→ **Listed entries**
//! # sd-supervisor
//!
//! > A supervisor, block driver and SPI protocol engine for a single SD/MMC
//! > card slot.
//!
//! This crate owns the hard, real-time-adjacent core of an SD/MMC-over-SPI
//! subsystem: a wire-protocol driver (command framing, init, block I/O, a
//! DMA-driven sub-sector read fast path), a supervisory state machine that
//! tracks card presence/power and serializes client access, and the power
//! and path helpers those two lean on. It does not implement a filesystem;
//! pair it with your FAT (or other) library of choice through the
//! [`fs::Filesystem`] trait.
//!
//! ## Using the crate
//!
//! You need something that implements [`transport::Transport`] — the SPI
//! byte-exchange, DMA-burst, chip-select and clock-frequency contract the
//! driver is built on — plus [`power::PowerControl`] and the small
//! concurrency traits in [`supervisor`] (`CommandQueue`, `AccessSemaphore`,
//! `CardDetect`) bound to whatever RTOS you're running.
//!
//! ```rust,no_run
//! use sd_supervisor::driver::CardDriver;
//! use sd_supervisor::transport::Transport;
//! use sd_supervisor::blockdevice::{Block, BlockIdx};
//!
//! fn example<T: Transport>(transport: T) -> Result<(), sd_supervisor::driver::Error> {
//!     let driver = CardDriver::new(transport);
//!     driver.initialize()?;
//!     let mut blocks = [Block { contents: [0u8; Block::LEN] }];
//!     driver.read_sectors(&mut blocks, BlockIdx(0))?;
//!     Ok(())
//! }
//! ```
//!
//! ## Features
//!
//! * `log`: Enabled by default. Generates log messages using the `log` crate.
//! * `defmt-log`: By turning off the default features and enabling the
//!   `defmt-log` feature you can configure this crate to log messages over defmt
//!   instead.
//!
//! You cannot enable both the `log` feature and the `defmt-log` feature.

#![cfg_attr(not(test), no_std)]
#![deny(missing_docs)]

// ****************************************************************************
//
// Imports
//
// ****************************************************************************

#[cfg(test)]
#[macro_use]
extern crate hex_literal;

#[macro_use]
mod structure;

pub mod blockdevice;
pub mod cli;
pub mod driver;
pub mod fs;
pub mod path;
pub mod power;
pub mod proto;
pub mod supervisor;
pub mod transport;

#[doc(inline)]
pub use crate::blockdevice::{Block, BlockCount, BlockDevice, BlockIdx};

#[doc(inline)]
pub use crate::driver::{AcquireOpts, CardDriver, CardType, DiskStatus};

#[doc(inline)]
pub use crate::supervisor::{Supervisor, SupervisorConfig};

#[cfg(all(feature = "defmt-log", feature = "log"))]
compile_error!("Cannot enable both log and defmt-log");

#[cfg(feature = "log")]
use log::{debug, trace, warn};

#[cfg(feature = "defmt-log")]
use defmt::{debug, trace, warn};

#[cfg(all(not(feature = "defmt-log"), not(feature = "log")))]
#[macro_export]
/// Like log::debug! but does nothing at all
macro_rules! debug {
    ($($arg:tt)+) => {};
}

#[cfg(all(not(feature = "defmt-log"), not(feature = "log")))]
#[macro_export]
/// Like log::trace! but does nothing at all
macro_rules! trace {
    ($($arg:tt)+) => {};
}

#[cfg(all(not(feature = "defmt-log"), not(feature = "log")))]
#[macro_export]
/// Like log::warn! but does nothing at all
macro_rules! warn {
    ($($arg:tt)+) => {};
}

// ****************************************************************************
//
// End Of File
//
// ****************************************************************************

→ **What the task requires**
Type the whole listing again, unaltered.

→ **Worked solution**
//! # sd-supervisor
//!
//! > A supervisor, block driver and SPI protocol engine for a single SD/MMC
//! > card slot.
//!
//! This crate owns the hard, real-time-adjacent core of an SD/MMC-over-SPI
//! subsystem: a wire-protocol driver (command framing, init, block I/O, a
//! DMA-driven sub-sector read fast path), a supervisory state machine that
//! tracks card presence/power and serializes client access, and the power
//! and path helpers those two lean on. It does not implement a filesystem;
//! pair it with your FAT (or other) library of choice through the
//! [`fs::Filesystem`] trait.
//!
//! ## Using the crate
//!
//! You need something that implements [`transport::Transport`] — the SPI
//! byte-exchange, DMA-burst, chip-select and clock-frequency contract the
//! driver is built on — plus [`power::PowerControl`] and the small
//! concurrency traits in [`supervisor`] (`CommandQueue`, `AccessSemaphore`,
//! `CardDetect`) bound to whatever RTOS you're running.
//!
//! ```rust,no_run
//! use sd_supervisor::driver::CardDriver;
//! use sd_supervisor::transport::Transport;
//! use sd_supervisor::blockdevice::{Block, BlockIdx};
//!
//! fn example<T: Transport>(transport: T) -> Result<(), sd_supervisor::driver::Error> {
//!     let driver = CardDriver::new(transport);
//!     driver.initialize()?;
//!     let mut blocks = [Block { contents: [0u8; Block::LEN] }];
//!     driver.read_sectors(&mut blocks, BlockIdx(0))?;
//!     Ok(())
//! }
//! ```
//!
//! ## Features
//!
//! * `log`: Enabled by default. Generates log messages using the `log` crate.
//! * `defmt-log`: By turning off the default features and enabling the
//!   `defmt-log` feature you can configure this crate to log messages over defmt
//!   instead.
//!
//! You cannot enable both the `log` feature and the `defmt-log` feature.

#![cfg_attr(not(test), no_std)]
#![deny(missing_docs)]

// ****************************************************************************
//
// Imports
//
// ****************************************************************************

#[cfg(test)]
#[macro_use]
extern crate hex_literal;

#[macro_use]
mod structure;

pub mod blockdevice;
pub mod cli;
pub mod driver;
pub mod fs;
pub mod path;
pub mod power;
pub mod proto;
pub mod supervisor;
pub mod transport;

#[doc(inline)]
pub use crate::blockdevice::{Block, BlockCount, BlockDevice, BlockIdx};

#[doc(inline)]
pub use crate::driver::{AcquireOpts, CardDriver, CardType, DiskStatus};

#[doc(inline)]
pub use crate::supervisor::{Supervisor, SupervisorConfig};

#[cfg(all(feature = "defmt-log", feature = "log"))]
compile_error!("Cannot enable both log and defmt-log");

#[cfg(feature = "log")]
use log::{debug, trace, warn};

#[cfg(feature = "defmt-log")]
use defmt::{debug, trace, warn};

#[cfg(all(not(feature = "defmt-log"), not(feature = "log")))]
#[macro_export]
/// Like log::debug! but does nothing at all
macro_rules! debug {
    ($($arg:tt)+) => {};
}

#[cfg(all(not(feature = "defmt-log"), not(feature = "log")))]
#[macro_export]
/// Like log::trace! but does nothing at all
macro_rules! trace {
    ($($arg:tt)+) => {};
}

#[cfg(all(not(feature = "defmt-log"), not(feature = "log")))]
#[macro_export]
/// Like log::warn! but does nothing at all
macro_rules! warn {
    ($($arg:tt)+) => {};
}

// ****************************************************************************
//
// End Of File
//
// ****************************************************************************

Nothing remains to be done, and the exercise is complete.